WHAT TO WORK ON:
Return every line of the records that includes the string "AsrEngine".

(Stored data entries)
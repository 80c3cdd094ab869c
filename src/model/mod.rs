//! Model resource management.
//!
//! The transcription and chapter-generation capabilities are loaded lazily by
//! a [`ModelLoader`] and cached by the [`ModelManager`]. Stages borrow a
//! [`ModelHandle`] for the duration of one call; the handle holds a lease that
//! keeps the model from being unloaded while it is in use.

use std::fmt;
use std::str::FromStr;
use std::sync::atomic::{AtomicUsize, Ordering};
use std::sync::Arc;

use anyhow::anyhow;
use async_trait::async_trait;
use chrono::{DateTime, Utc};
use serde::{Deserialize, Serialize};

use crate::asr::AsrEngine;
use crate::error::PipelineError;
use crate::llm::ChapterGenerator;

mod manager;

pub use manager::{ModelManager, ModelStatus};

#[derive(Debug, Clone, Copy, PartialEq, Eq, Hash, PartialOrd, Ord, Serialize, Deserialize)]
#[serde(rename_all = "snake_case")]
pub enum ModelKind {
    Transcription,
    ChapterGeneration,
}

impl ModelKind {
    pub const ALL: [ModelKind; 2] = [ModelKind::Transcription, ModelKind::ChapterGeneration];
}

impl fmt::Display for ModelKind {
    fn fmt(&self, f: &mut fmt::Formatter) -> fmt::Result {
        match self {
            ModelKind::Transcription => f.write_str("transcription"),
            ModelKind::ChapterGeneration => f.write_str("chapter generation"),
        }
    }
}

#[derive(Debug, Clone, Copy, PartialEq, Eq, Hash, Serialize, Deserialize)]
#[serde(rename_all = "snake_case")]
pub enum Device {
    Cuda,
    Metal,
    Cpu,
}

impl Device {
    pub fn is_accelerated(self) -> bool {
        !matches!(self, Device::Cpu)
    }

    /// Resolves a preference to a concrete device. `Auto` picks the
    /// accelerated backend this binary was built with, if any.
    pub fn resolve(preference: DevicePreference) -> Device {
        match preference {
            DevicePreference::Cpu => Device::Cpu,
            DevicePreference::Cuda => Device::Cuda,
            DevicePreference::Metal => Device::Metal,
            DevicePreference::Auto => {
                if cfg!(feature = "cuda") {
                    Device::Cuda
                } else if cfg!(feature = "metal") {
                    Device::Metal
                } else {
                    Device::Cpu
                }
            }
        }
    }
}

impl fmt::Display for Device {
    fn fmt(&self, f: &mut fmt::Formatter) -> fmt::Result {
        match self {
            Device::Cuda => f.write_str("cuda"),
            Device::Metal => f.write_str("metal"),
            Device::Cpu => f.write_str("cpu"),
        }
    }
}

#[derive(Debug, Clone, Copy, PartialEq, Eq, Default, Serialize, Deserialize)]
#[serde(rename_all = "snake_case")]
pub enum DevicePreference {
    #[default]
    Auto,
    Cpu,
    Cuda,
    Metal,
}

impl FromStr for DevicePreference {
    type Err = anyhow::Error;

    fn from_str(s: &str) -> Result<Self, Self::Err> {
        match s.trim().to_ascii_lowercase().as_str() {
            "auto" => Ok(DevicePreference::Auto),
            "cpu" => Ok(DevicePreference::Cpu),
            "cuda" | "gpu" => Ok(DevicePreference::Cuda),
            "metal" | "mps" => Ok(DevicePreference::Metal),
            other => Err(anyhow!("unknown device preference: {}", other)),
        }
    }
}

/// A loaded capability provider.
#[derive(Clone)]
pub enum LoadedModel {
    Transcriber(Arc<dyn AsrEngine>),
    Generator(Arc<dyn ChapterGenerator>),
}

impl fmt::Debug for LoadedModel {
    fn fmt(&self, f: &mut fmt::Formatter) -> fmt::Result {
        match self {
            LoadedModel::Transcriber(_) => f.write_str("LoadedModel::Transcriber"),
            LoadedModel::Generator(_) => f.write_str("LoadedModel::Generator"),
        }
    }
}

#[async_trait]
pub trait ModelLoader: Send + Sync {
    fn kind(&self) -> ModelKind;
    async fn load(&self, device: Device) -> Result<LoadedModel, PipelineError>;
}

/// Decrements the model's reference count when dropped.
#[derive(Debug)]
struct Lease(Arc<AtomicUsize>);

impl Lease {
    fn acquire(count: &Arc<AtomicUsize>) -> Self {
        count.fetch_add(1, Ordering::SeqCst);
        Self(count.clone())
    }
}

impl Drop for Lease {
    fn drop(&mut self) {
        self.0.fetch_sub(1, Ordering::SeqCst);
    }
}

#[derive(Debug)]
pub struct ModelHandle {
    kind: ModelKind,
    device: Device,
    loaded_at: DateTime<Utc>,
    model: LoadedModel,
    lease: Lease,
}

impl ModelHandle {
    pub fn kind(&self) -> ModelKind {
        self.kind
    }

    pub fn device(&self) -> Device {
        self.device
    }

    pub fn loaded_at(&self) -> DateTime<Utc> {
        self.loaded_at
    }

    /// Number of live handles for this model, this one included.
    pub fn ref_count(&self) -> usize {
        self.lease.0.load(Ordering::SeqCst)
    }

    pub fn transcriber(&self) -> Result<Arc<dyn AsrEngine>, PipelineError> {
        match &self.model {
            LoadedModel::Transcriber(engine) => Ok(engine.clone()),
            LoadedModel::Generator(_) => Err(PipelineError::model_load(
                self.kind,
                "loader returned a chapter generator for the transcription slot",
            )),
        }
    }

    pub fn generator(&self) -> Result<Arc<dyn ChapterGenerator>, PipelineError> {
        match &self.model {
            LoadedModel::Generator(generator) => Ok(generator.clone()),
            LoadedModel::Transcriber(_) => Err(PipelineError::model_load(
                self.kind,
                "loader returned a transcriber for the chapter generation slot",
            )),
        }
    }
}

RESPONSE AREA:
use crate::asr::AsrEngine;
    Transcriber(Arc<dyn AsrEngine>),
    pub fn transcriber(&self) -> Result<Arc<dyn AsrEngine>, PipelineError> {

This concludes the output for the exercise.